***** Extracted data *****

//! Element Composer
//!
//! Construction only through the static factories; state is opaque and
//! mutated through the chaining builder operations until the node is
//! handed to a render strategy or the codec. Misuse on fragments is a
//! recorded diagnostic, never an error: one bad call must not take down
//! page assembly.

use std::fmt;

use serde::{Deserialize, Serialize};
use vitae_dom::{Handler, XLINK_NAMESPACE};

use crate::attrs::{AttrValue, Attributes};
use crate::tag::Tag;

/// Mutually exclusive text-or-markup content. The last setter called wins
/// and clears the other.
#[derive(Debug, Clone, Default, PartialEq, Eq, Serialize, Deserialize)]
#[serde(default)]
pub struct Content {
    pub inner_text: String,
    pub inner_html: String,
}

impl Content {
    pub fn is_empty(&self) -> bool {
        self.inner_text.is_empty() && self.inner_html.is_empty()
    }
}

/// Serializable event binding: the alias is the key the delegation pass
/// resolves back to a handler after the tree crosses the worker boundary.
#[derive(Debug, Clone, PartialEq, Eq, Serialize, Deserialize)]
pub struct EventBinding {
    pub event: String,
    pub alias: String,
}

/// Structured record of a no-op builder call
#[derive(Debug, Clone, PartialEq, Eq)]
pub enum Diagnostic {
    /// `set_attribute` on a fragment
    FragmentAttribute { name: String },
    /// `set_event` on a fragment
    FragmentEvent { event: String },
    /// `set_inner_text` / `set_inner_html` on a fragment
    FragmentContent,
    /// Fragment content discarded because children were appended
    FragmentContentDiscarded,
    /// Event binding dropped: empty alias cannot survive serialization
    MissingAlias { event: String },
}

/// One virtual element (or a tagless grouping fragment)
pub struct Composer {
    tag: Option<Tag>,
    svg_scoped: bool,
    attributes: Attributes,
    content: Content,
    events: Vec<EventBinding>,
    children: Vec<Composer>,
    /// Direct-render only; never serialized
    live_handlers: Vec<(String, Handler)>,
    diagnostics: Vec<Diagnostic>,
}

impl fmt::Debug for Composer {
    fn fmt(&self, f: &mut fmt::Formatter<'_>) -> fmt::Result {
        f.debug_struct("Composer")
            .field("tag", &self.tag)
            .field("svg_scoped", &self.svg_scoped)
            .field("attributes", &self.attributes)
            .field("content", &self.content)
            .field("events", &self.events)
            .field("children", &self.children)
            .field("live_handlers", &self.live_handlers.len())
            .finish()
    }
}

impl Composer {
    fn empty(tag: Option<Tag>, svg_scoped: bool) -> Self {
        Self {
            tag,
            svg_scoped,
            attributes: Attributes::new(),
            content: Content::default(),
            events: Vec::new(),
            children: Vec::new(),
            live_handlers: Vec::new(),
            diagnostics: Vec::new(),
        }
    }

    /// Create a new element node. SVG scoping is computed once here and
    /// never recomputed.
    pub fn new(tag: Tag) -> Self {
        Self::empty(Some(tag), tag.is_svg())
    }

    /// Create a new element node and apply attributes parsed from a raw
    /// `name="value"` string. Lenient: fragments that do not match the
    /// pattern are skipped without error.
    pub fn from_raw_attributes(tag: Tag, raw: &str) -> Self {
        let mut composer = Self::new(tag);
        for (name, value) in scan_raw_attributes(raw) {
            composer = composer.set_attribute(&name, &value);
        }
        composer
    }

    /// Create a tagless grouping node: no attributes, content, or events,
    /// only children; renders as the splice of its children.
    pub fn fragment() -> Self {
        Self::empty(None, false)
    }

    /// Reassemble a node from its decoded parts (codec only)
    pub(crate) fn from_parts(
        tag: Option<Tag>,
        svg_scoped: bool,
        attributes: Attributes,
        content: Content,
        events: Vec<EventBinding>,
        children: Vec<Composer>,
    ) -> Self {
        Self {
            tag,
            svg_scoped,
            attributes,
            content,
            events,
            children,
            live_handlers: Vec::new(),
            diagnostics: Vec::new(),
        }
    }

    /// Element kind, None for fragments
    pub fn tag(&self) -> Option<Tag> {
        self.tag
    }

    pub fn is_fragment(&self) -> bool {
        self.tag.is_none()
    }

    /// Whether this node was marked as SVG-namespaced at construction
    pub fn is_svg_scoped(&self) -> bool {
        self.svg_scoped
    }

    pub fn attributes(&self) -> &Attributes {
        &self.attributes
    }

    pub fn content(&self) -> &Content {
        &self.content
    }

    pub fn events(&self) -> &[EventBinding] {
        &self.events
    }

    pub(crate) fn live_handlers(&self) -> &[(String, Handler)] {
        &self.live_handlers
    }

    /// Children in render order. Read-only view; internal state cannot be
    /// mutated through it.
    pub fn children(&self) -> &[Composer] {
        &self.children
    }

    /// Diagnostics recorded by no-op builder calls, in call order
    pub fn diagnostics(&self) -> &[Diagnostic] {
        &self.diagnostics
    }

    /// Drain recorded diagnostics
    pub fn take_diagnostics(&mut self) -> Vec<Diagnostic> {
        std::mem::take(&mut self.diagnostics)
    }

    fn warn_fragment(&mut self, what: &str, diagnostic: Diagnostic) {
        tracing::warn!("{what} called on a fragment; ignored");
        self.diagnostics.push(diagnostic);
    }

    /// Set an attribute. Names are lower-cased on non-SVG nodes; on SVG
    /// nodes case is preserved and `xlink:`-prefixed names carry the xlink
    /// namespace. Overwrites any prior value for the name.
    pub fn set_attribute(mut self, name: &str, value: &str) -> Self {
        if self.tag.is_none() {
            self.warn_fragment(
                "set_attribute",
                Diagnostic::FragmentAttribute { name: name.to_string() },
            );
            return self;
        }
        let attribute_name = if self.svg_scoped {
            name.to_string()
        } else {
            name.to_lowercase()
        };
        let namespace = (self.svg_scoped && name.starts_with("xlink:"))
            .then(|| XLINK_NAMESPACE.to_string());
        self.attributes.set(
            attribute_name,
            AttrValue { value: value.to_string(), namespace },
        );
        self
    }

    /// Record an event binding. The `(event, alias)` pair is deduplicated
    /// and an empty alias is dropped (it could not be reattached after
    /// serialization); the live callback is stored unconditionally for the
    /// direct render strategy, overwriting any previous one for the event.
    pub fn set_event(mut self, event: &str, callback: Handler, alias: &str) -> Self {
        if self.tag.is_none() {
            self.warn_fragment(
                "set_event",
                Diagnostic::FragmentEvent { event: event.to_string() },
            );
            return self;
        }
        let exists = self
            .events
            .iter()
            .any(|b| b.event == event && b.alias == alias);
        if !exists {
            if alias.is_empty() {
                tracing::warn!(
                    event,
                    tag = %self.tag.map(Tag::as_str).unwrap_or(""),
                    "missing alias for event; binding will not survive serialization"
                );
                self.diagnostics
                    .push(Diagnostic::MissingAlias { event: event.to_string() });
            } else {
                self.events.push(EventBinding {
                    event: event.to_string(),
                    alias: alias.to_string(),
                });
            }
        }
        match self.live_handlers.iter_mut().find(|(e, _)| e == event) {
            Some(slot) => slot.1 = callback,
            None => self.live_handlers.push((event.to_string(), callback)),
        }
        self
    }

    /// Set text content, clearing any raw markup content
    pub fn set_inner_text(mut self, text: &str) -> Self {
        if self.tag.is_none() {
            self.warn_fragment("set_inner_text", Diagnostic::FragmentContent);
            return self;
        }
        self.content.inner_text = text.to_string();
        self.content.inner_html.clear();
        self
    }

    /// Set raw markup content, clearing any text content. The markup is
    /// caller-trusted and is never escaped.
    pub fn set_inner_html(mut self, html: &str) -> Self {
        if self.tag.is_none() {
            self.warn_fragment("set_inner_html", Diagnostic::FragmentContent);
            return self;
        }
        self.content.inner_html = html.to_string();
        self.content.inner_text.clear();
        self
    }

    fn discard_fragment_content(&mut self) {
        if self.tag.is_none() && !self.content.is_empty() {
            tracing::warn!("fragment had content set before children; content discarded");
            self.content = Content::default();
            self.diagnostics.push(Diagnostic::FragmentContentDiscarded);
        }
    }

    /// Append one child
    pub fn append_child(mut self, child: Composer) -> Self {
        self.discard_fragment_content();
        self.children.push(child);
        self
    }

    /// Append children in order
    pub fn append_children(mut self, children: impl IntoIterator<Item = Composer>) -> Self {
        self.discard_fragment_content();
        self.children.extend(children);
        self
    }
}

/// Best-effort scan for `name="value"` / `name='value'` pairs. Names are
/// runs of word, hyphen, or colon characters; a value runs to the next
/// quote of either kind. Anything else is skipped.
fn scan_raw_attributes(raw: &str) -> Vec<(String, String)> {
    fn is_name_char(c: char) -> bool {
        c.is_alphanumeric() || c == '_' || c == '-' || c == ':'
    }

    let mut pairs = Vec::new();
    let chars: Vec<char> = raw.chars().collect();
    let mut i = 0;
    while i < chars.len() {
        if !is_name_char(chars[i]) {
            i += 1;
            continue;
        }
        let name_start = i;
        while i < chars.len() && is_name_char(chars[i]) {
            i += 1;
        }
        let name: String = chars[name_start..i].iter().collect();
        if i + 1 < chars.len() && chars[i] == '=' && (chars[i + 1] == '"' || chars[i + 1] == '\'') {
            let value_start = i + 2;
            match chars[value_start..].iter().position(|&c| c == '"' || c == '\'') {
                Some(len) => {
                    pairs.push((name, chars[value_start..value_start + len].iter().collect()));
                    i = value_start + len + 1;
                }
                // Unterminated value: nothing further can match
                None => break,
            }
        }
    }
    pairs
}

#[cfg(test)]
mod tests {
    use super::*;
    use std::rc::Rc;

    #[test]
    fn svg_scoping_computed_at_construction() {
        assert!(Composer::new(Tag::Svg).is_svg_scoped());
        assert!(Composer::new(Tag::Path).is_svg_scoped());
        assert!(!Composer::new(Tag::Div).is_svg_scoped());
        assert!(!Composer::fragment().is_svg_scoped());
    }

    #[test]
    fn attribute_names_lowercased_unless_svg() {
        let div = Composer::new(Tag::Div).set_attribute("CLASS", "x");
        assert_eq!(div.attributes().get("class").map(|a| a.value.as_str()), Some("x"));

        let svg = Composer::new(Tag::Svg).set_attribute("viewBox", "0 0 24 24");
        assert!(svg.attributes().get("viewBox").is_some());
        assert!(svg.attributes().get("viewbox").is_none());
    }

    #[test]
    fn xlink_namespace_only_on_svg_nodes() {
        let svg = Composer::new(Tag::Svg).set_attribute("xlink:href", "#icon");
        assert_eq!(
            svg.attributes().get("xlink:href").and_then(|a| a.namespace.as_deref()),
            Some(XLINK_NAMESPACE)
        );

        let div = Composer::new(Tag::Div).set_attribute("xlink:href", "#icon");
        assert_eq!(
            div.attributes().get("xlink:href").and_then(|a| a.namespace.as_deref()),
            None
        );
    }

    #[test]
    fn content_setters_are_mutually_exclusive() {
        let node = Composer::new(Tag::P)
            .set_inner_text("text")
            .set_inner_html("<b>html</b>");
        assert_eq!(node.content().inner_text, "");
        assert_eq!(node.content().inner_html, "<b>html</b>");

        let node = node.set_inner_text("again");
        assert_eq!(node.content().inner_text, "again");
        assert_eq!(node.content().inner_html, "");
    }

    #[test]
    fn fragment_mutation_is_a_diagnosed_noop() {
        let noop: Handler = Rc::new(|_| {});
        let fragment = Composer::fragment()
            .set_attribute("class", "x")
            .set_event("click", noop, "alias")
            .set_inner_text("text")
            .set_inner_html("<b>html</b>");

        assert!(fragment.attributes().is_empty());
        assert!(fragment.events().is_empty());
        assert!(fragment.content().is_empty());
        assert_eq!(
            fragment.diagnostics(),
            &[
                Diagnostic::FragmentAttribute { name: "class".into() },
                Diagnostic::FragmentEvent { event: "click".into() },
                Diagnostic::FragmentContent,
                Diagnostic::FragmentContent,
            ]
        );
    }

    #[test]
    fn event_bindings_dedup_and_require_alias() {
        let noop: Handler = Rc::new(|_| {});
        let node = Composer::new(Tag::Button)
            .set_event("click", Rc::clone(&noop), "fold")
            .set_event("click", Rc::clone(&noop), "fold")
            .set_event("click", Rc::clone(&noop), "other")
            .set_event("change", noop, "");

        assert_eq!(
            node.events(),
            &[
                EventBinding { event: "click".into(), alias: "fold".into() },
                EventBinding { event: "click".into(), alias: "other".into() },
            ]
        );
        assert_eq!(node.diagnostics(), &[Diagnostic::MissingAlias { event: "change".into() }]);
        // Live handler stored once per event name regardless of alias churn.
        assert_eq!(node.live_handlers().len(), 2);
    }

    #[test]
    fn raw_attribute_scan_is_lenient() {
        let node = Composer::from_raw_attributes(
            Tag::Svg,
            r#"xmlns="http://www.w3.org/2000/svg" width='24' malformed= viewBox="0 0 24 20""#,
        );
        assert_eq!(
            node.attributes().get("xmlns").map(|a| a.value.as_str()),
            Some("http://www.w3.org/2000/svg")
        );
        assert_eq!(node.attributes().get("width").map(|a| a.value.as_str()), Some("24"));
        assert_eq!(
            node.attributes().get("viewBox").map(|a| a.value.as_str()),
            Some("0 0 24 20")
        );
        assert!(node.attributes().get("malformed").is_none());
    }

    #[test]
    fn children_preserve_append_order() {
        let node = Composer::new(Tag::Div)
            .append_child(Composer::new(Tag::Span))
            .append_children([Composer::new(Tag::P), Composer::new(Tag::B)]);
        let tags: Vec<_> = node.children().iter().filter_map(|c| c.tag()).collect();
        assert_eq!(tags, [Tag::Span, Tag::P, Tag::B]);
    }
}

*****

Lines in the records above that carry the word "stored" are to be located and copied.

Solved problem
    /// serialization); the live callback is stored unconditionally for the
        // Live handler stored once per event name regardless of alias churn.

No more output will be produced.